Top 10-day Trading Tips For Newbies
Be on the lookout for good entry points
We, at our online trading academy, teach strategies for trading using supply and demand.
Find areas where supply and demand and drastically imbalanced and used them as your point of entry. The financial markets are no different from any other thing in life: if supply is getting almost exhausted and there are still willing buyers, then you can trust the price to move higher.
And on the contrary, if supply is in excess, however, with zero willing buyers, you should expect the price to fall. Here at our online trading academy, we teach our students how to recognize these potential turning points on price charts via the study of historical examples.
Set price targets for your day trading
With a stop loss in place, you can minimize your losses.
Regardless of your level of expertise, you should set price targets for your daily trades before entering the financial markets as a trader. If you are going long on a trade, you should decide in advance an acceptable profit and a stop-loss level in case the trade turns against you. Then, most importantly, ensure you follow your decisions religiously.
This limits potential losses and keeps you from being excessively greedy, especially when an untenable price spike is experienced. However, in a strong market, you can make an exception to this by setting a new profit goal and a new stop-loss level once you hit your initial target.
Choose an excellent risk to reward ratio
As a trader, you must know your risk to reward ratio.
Another important lesson to learn as a beginner stock trader is understanding a proper risk to reward ratio. As a beginner, you should religiously abide by the rule of risking only $1 to potentially earn $3, i.e., a risk to reward ratio of 1:3.
As we have pointed out at our online trading academy and have researched about Pikdo, the utilization of a proper stop loss allows traders to win big and lose small, and even enjoy the potential of coming out ahead regardless of how many losses you have on your traders.
With some higher level of experience, you can upgrade your risk to reward ratio to 1:5 or even higher as you deem fit.
Sincerely, day trading demands patience. As paradoxical as this may seem, successful day traders do not often trade all day or every day. Most of them have a certain time that they believe is the best time for them to day-trade.
During these times, while in the markets, if they do not catch a wave of any opportunity that meets their criteria, they will rather not trade for that day instead of going against their best judgment out of impatience. So, in essence, ensure that you plan your trades and stay patient enough to trade your plans.
As a forex, futures, or stock trader, you must be disciplined.
Discipline is required to record consistent trading outcomes. As a beginner, you need to set and stick to a trading plan.
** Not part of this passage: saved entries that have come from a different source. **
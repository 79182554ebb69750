//! This file contains the definitions of the parsed datagram records handed
//! over by the byte-level parser, and the per-file channel configuration
//! metadata derived from them.
//!
//! The parser itself lives outside this workspace: it walks the raw file,
//! validates datagram framing and produces one of the record variants below
//! per datagram. Everything here is already in host representation with
//! timestamps converted to millisecond UTC.
use std::path::Path;
use std::sync::Arc;

#[cfg(feature = "serde")]
use serde::{Deserialize, Serialize};

use crate::enums::{BeamType, SampleMode};

/// One RAW datagram: a single ping received on a single channel.
///
/// The `power` and `angle` blocks are present according to `mode`; a parser
/// may also legitimately omit a block it was asked not to decode.
#[derive(Debug, Clone, PartialEq)]
#[cfg_attr(feature = "serde", derive(Serialize, Deserialize))]
pub struct SampleDatagram {
    /// Millisecond UTC timestamp of the ping.
    pub timestamp: i64,
    /// The 1-based transceiver channel number within the file.
    pub channel: usize,
    /// Which sample blocks the transceiver recorded.
    pub mode: SampleMode,
    /// Transducer draft below the surface in meters.
    pub transducer_depth: f64,
    /// Transmit frequency in Hz.
    pub frequency: f64,
    /// Transmit power in W.
    pub transmit_power: f64,
    /// Pulse length in seconds.
    pub pulse_length: f64,
    /// Bandwidth in Hz.
    pub bandwidth: f64,
    /// Time between successive samples in seconds.
    pub sample_interval: f64,
    /// Sound speed used by the sounder in m/s.
    pub sound_velocity: f64,
    /// Absorption coefficient in dB/m.
    pub absorption_coefficient: f64,
    /// Heave in meters, positive up.
    pub heave: f64,
    /// Pitch in degrees.
    pub pitch: f64,
    /// Roll in degrees.
    pub roll: f64,
    /// Water temperature in degrees C.
    pub temperature: f64,
    /// Vessel heading in degrees.
    pub heading: f64,
    /// Transceiver transmit mode code.
    pub transmit_mode: u8,
    /// The number of samples recorded for this ping.
    pub count: usize,
    /// Indexed power samples, absent when `mode` is angle-only.
    pub power: Option<Vec<i16>>,
    /// Packed alongship|athwartship electrical angles, absent when `mode`
    /// is power-only.
    pub angle: Option<Vec<u16>>,
}

/// The per-transceiver section of the configuration header.
#[derive(Debug, Clone, PartialEq)]
#[cfg_attr(feature = "serde", derive(Serialize, Deserialize))]
pub struct TransceiverConfig {
    /// The unique channel identifier string, e.g. "GPT  38 kHz 009072033fa2 1-1 ES38B".
    pub channel_id: String,
    /// Split or single beam.
    pub beam_type: BeamType,
    /// Transmit frequency in Hz.
    pub frequency: f64,
    /// The on-axis system gain in dB at the time of recording.
    pub gain: f64,
    /// Equivalent (two-way) beam angle in dB re 1 steradian.
    pub equivalent_beam_angle: f64,
    /// Alongship -3 dB beamwidth in degrees.
    pub beamwidth_alongship: f64,
    /// Athwartship -3 dB beamwidth in degrees.
    pub beamwidth_athwartship: f64,
    /// Alongship angle sensitivity (electrical per mechanical degree).
    pub angle_sensitivity_alongship: f64,
    /// Athwartship angle sensitivity.
    pub angle_sensitivity_athwartship: f64,
    /// Alongship angle offset in degrees.
    pub angle_offset_alongship: f64,
    /// Athwartship angle offset in degrees.
    pub angle_offset_athwartship: f64,
    /// Transducer installation position in meters.
    pub pos_x: f64,
    pub pos_y: f64,
    pub pos_z: f64,
    /// Transducer installation direction.
    pub dir_x: f64,
    pub dir_y: f64,
    pub dir_z: f64,
    /// The pulse lengths the recording system can be set to, in seconds.
    pub pulse_length_table: Vec<f64>,
    /// The gain calibrated for each entry of `pulse_length_table`.
    pub gain_table: Vec<f64>,
    /// The sa correction calibrated for each entry of `pulse_length_table`.
    pub sa_correction_table: Vec<f64>,
    /// The GPT firmware version used when recording.
    pub gpt_software_version: String,
}

/// The configuration header datagram that opens every raw file, one
/// [`TransceiverConfig`] per installed transceiver in channel-number order.
#[derive(Debug, Clone, PartialEq)]
#[cfg_attr(feature = "serde", derive(Serialize, Deserialize))]
pub struct ConfigDatagram {
    /// Millisecond UTC timestamp of the header.
    pub timestamp: i64,
    pub survey_name: String,
    pub transect_name: String,
    pub sounder_name: String,
    /// Sounder software version.
    pub version: String,
    /// Transceiver sections keyed 1-based by position.
    pub transceivers: Vec<TransceiverConfig>,
}

impl ConfigDatagram {
    /// The number of transceivers installed when the file was recorded.
    pub fn transceiver_count(&self) -> usize {
        self.transceivers.len()
    }
}

/// An NMEA-0183 text datagram.
#[derive(Debug, Clone, PartialEq)]
#[cfg_attr(feature = "serde", derive(Serialize, Deserialize))]
pub struct NmeaDatagram {
    pub timestamp: i64,
    pub nmea_string: String,
}

/// A time-stamped annotation inserted by the recording software.
#[derive(Debug, Clone, PartialEq)]
#[cfg_attr(feature = "serde", derive(Serialize, Deserialize))]
pub struct TagDatagram {
    pub timestamp: i64,
    pub text: String,
}

/// A sounder-detected bottom datagram from a `.bot` or `.out` file.
///
/// `depths` holds one depth per transceiver of the originating file in
/// channel-number order; `.out` files additionally carry a parallel
/// `reflectivity` vector.
#[derive(Debug, Clone, PartialEq)]
#[cfg_attr(feature = "serde", derive(Serialize, Deserialize))]
pub struct BottomDatagram {
    pub timestamp: i64,
    pub depths: Vec<f64>,
    pub reflectivity: Option<Vec<f64>>,
}

/// One parsed datagram in file order, as discriminated by the parser.
#[derive(Debug, Clone, PartialEq)]
#[cfg_attr(feature = "serde", derive(Serialize, Deserialize))]
pub enum DatagramRecord {
    /// The CON0 configuration header.
    Configuration(ConfigDatagram),
    /// The CON1 extended configuration block of ME70 files, kept verbatim.
    ExtendedConfiguration { timestamp: i64, xml: String },
    /// A RAW sample datagram.
    Sample(SampleDatagram),
    /// An NME text datagram.
    Nmea(NmeaDatagram),
    /// A TAG annotation datagram.
    Tag(TagDatagram),
    /// A BOT or DEP bottom-detection datagram.
    Bottom(BottomDatagram),
    /// A datagram kind this library does not interpret.
    Unknown { timestamp: i64, kind: String },
}

impl DatagramRecord {
    /// The millisecond UTC timestamp carried by any record kind.
    pub fn timestamp(&self) -> i64 {
        match self {
            DatagramRecord::Configuration(d) => d.timestamp,
            DatagramRecord::ExtendedConfiguration { timestamp, .. } => *timestamp,
            DatagramRecord::Sample(d) => d.timestamp,
            DatagramRecord::Nmea(d) => d.timestamp,
            DatagramRecord::Tag(d) => d.timestamp,
            DatagramRecord::Bottom(d) => d.timestamp,
            DatagramRecord::Unknown { timestamp, .. } => *timestamp,
        }
    }
}

/// The configuration of one channel as captured from one file header.
///
/// One of these is created per selected channel for every raw file read, and
/// every ping appended from that file holds a shared handle to it. The
/// struct is immutable once built; pings reference it, they never copy it.
#[derive(Debug, Clone, PartialEq)]
#[cfg_attr(feature = "serde", derive(Serialize, Deserialize))]
pub struct ChannelMetadata {
    /// The base name of the originating file.
    pub data_file: String,
    /// The directory part of the originating file path.
    pub data_file_path: String,
    pub survey_name: String,
    pub transect_name: String,
    pub sounder_name: String,
    /// Sounder software version from the header.
    pub version: String,
    /// The engine ping count when this file was opened.
    pub start_ping: u64,
    /// Millisecond UTC timestamp of the file header.
    pub start_time: i64,
    /// The ME70 extended configuration block, if the file carried one.
    pub extended_configuration: Option<String>,
    pub gpt_firmware_version: String,
    pub beam_type: BeamType,
    pub frequency_hz: f64,
    pub gain: f64,
    pub equivalent_beam_angle: f64,
    pub beamwidth_alongship: f64,
    pub beamwidth_athwartship: f64,
    pub angle_sensitivity_alongship: f64,
    pub angle_sensitivity_athwartship: f64,
    pub angle_offset_alongship: f64,
    pub angle_offset_athwartship: f64,
    pub pos_x: f64,
    pub pos_y: f64,
    pub pos_z: f64,
    pub dir_x: f64,
    pub dir_y: f64,
    pub dir_z: f64,
    pub pulse_length_table: Vec<f64>,
    pub gain_table: Vec<f64>,
    pub sa_correction_table: Vec<f64>,
}

impl ChannelMetadata {
    /// Build the metadata for one channel from a file's configuration
    /// header and the transceiver section for that channel.
    pub fn new(
        file: &Path,
        transceiver: &TransceiverConfig,
        config: &ConfigDatagram,
        start_ping: u64,
        extended_configuration: Option<String>,
    ) -> Self {
        let data_file = file
            .file_name()
            .map(|n| n.to_string_lossy().to_string())
            .unwrap_or_default();
        let data_file_path = file
            .parent()
            .map(|p| p.to_string_lossy().to_string())
            .unwrap_or_default();
        ChannelMetadata {
            data_file,
            data_file_path,
            survey_name: config.survey_name.clone(),
            transect_name: config.transect_name.clone(),
            sounder_name: config.sounder_name.clone(),
            version: config.version.clone(),
            start_ping,
            start_time: config.timestamp,
            extended_configuration,
            gpt_firmware_version: transceiver.gpt_software_version.clone(),
            beam_type: transceiver.beam_type,
            frequency_hz: transceiver.frequency,
            gain: transceiver.gain,
            equivalent_beam_angle: transceiver.equivalent_beam_angle,
            beamwidth_alongship: transceiver.beamwidth_alongship,
            beamwidth_athwartship: transceiver.beamwidth_athwartship,
            angle_sensitivity_alongship: transceiver.angle_sensitivity_alongship,
            angle_sensitivity_athwartship: transceiver.angle_sensitivity_athwartship,
            angle_offset_alongship: transceiver.angle_offset_alongship,
            angle_offset_athwartship: transceiver.angle_offset_athwartship,
            pos_x: transceiver.pos_x,
            pos_y: transceiver.pos_y,
            pos_z: transceiver.pos_z,
            dir_x: transceiver.dir_x,
            dir_y: transceiver.dir_y,
            dir_z: transceiver.dir_z,
            pulse_length_table: transceiver.pulse_length_table.clone(),
            gain_table: transceiver.gain_table.clone(),
            sa_correction_table: transceiver.sa_correction_table.clone(),
        }
    }

    /// Look up the sa correction calibrated for a given pulse length, with
    /// floating tolerance on the table match.
    pub fn sa_correction_for_pulse_length(&self, pulse_length: f64) -> Option<f64> {
        self.pulse_length_table
            .iter()
            .position(|&table_entry| is_close(table_entry, pulse_length))
            .and_then(|idx| self.sa_correction_table.get(idx).copied())
    }
}

/// A shared, immutable handle to a channel's file configuration.
pub type MetadataHandle = Arc<ChannelMetadata>;

/// Relative-tolerance float comparison used for table lookups and
/// calibration equality checks.
pub(crate) fn is_close(a: f64, b: f64) -> bool {
    (a - b).abs() <= 1e-8 + 1e-5 * b.abs()
}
At our online trading academy, students execute live stock trades under the strict supervision of a dedicated instructor.
This is aimed at making our students better at decision making. As a trader, your worst enemy can be impulsive behavior. You can be in a position for too long, all thanks to greed. Fear, on the other hand, can make you exit trades just too soon. The thing is, never have the mindset of getting rich with just one trade.
Execute trades confidently
Don’t be scared to enter a trade. Novice day traders often experience paralysis by analysis, as they become engrossed with watching the trading chart candlesticks and the Level 2 columns on their screen.
This stops them from acting fast in the face of an opportunity; as a disciplined trader, placing a trade order should be an automatic action. If your analysis is wrong, you can trust your stop loss to get you out without significant damage.
Be wise with your budget
Do not trade with money that you need. Again, do not trade with money that you have set aside to achieve a goal.
Successful traders usually have a small bucket of risk capital but a bigger bucket of money to save for either an entirely different long-term goal or for retirement. Basically, big bucket money tends to be more conservatively invested and also in positions with longer durations.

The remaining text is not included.